## Recorded information
//! Office Open XML (OOXML) documents.
//!
//! The question pool is read from a SpreadsheetML workbook (`.xlsx`) and the
//! quiz is written into a PresentationML template (`.pptx`). Both are Open
//! Packaging Conventions packages:
//!
//! 1. **OPC Layer** (`opc`): ZIP members, part names and relationships
//! 2. **Format-Specific Modules**:
//!    - `xlsx`: question workbooks
//!    - `pptx`: question decks
pub mod opc;
pub mod pptx;
pub mod xlsx;

// Re-export commonly used types from OPC layer
pub use opc::{PackURI, Package};
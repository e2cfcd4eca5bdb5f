//! Error types for the pairing engine.
use thiserror::Error;

#[derive(Error, Debug, Clone, PartialEq, Eq)]
pub enum PairingError {
    /// The engine was called with a configuration it cannot run with
    #[error("Invalid argument: {0}")]
    InvalidArgument(String),

    /// No pairing without self-matches could be produced
    #[error("Unsatisfiable input: {0}")]
    UnsatisfiableInput(String),
}

pub type Result<T> = std::result::Result<T, PairingError>;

## Activity
Print every record above. Keep each one exactly as it is.

## Answer to this exercise
//! Office Open XML (OOXML) documents.
//!
//! The question pool is read from a SpreadsheetML workbook (`.xlsx`) and the
//! quiz is written into a PresentationML template (`.pptx`). Both are Open
//! Packaging Conventions packages:
//!
//! 1. **OPC Layer** (`opc`): ZIP members, part names and relationships
//! 2. **Format-Specific Modules**:
//!    - `xlsx`: question workbooks
//!    - `pptx`: question decks
pub mod opc;
pub mod pptx;
pub mod xlsx;

// Re-export commonly used types from OPC layer
pub use opc::{PackURI, Package};
repository e2cfcd4eca5bdb5f
//! Error types for the pairing engine.
use thiserror::Error;

#[derive(Error, Debug, Clone, PartialEq, Eq)]
pub enum PairingError {
    /// The engine was called with a configuration it cannot run with
    #[error("Invalid argument: {0}")]
    InvalidArgument(String),

    /// No pairing without self-matches could be produced
    #[error("Unsatisfiable input: {0}")]
    UnsatisfiableInput(String),
}

pub type Result<T> = std::result::Result<T, PairingError>;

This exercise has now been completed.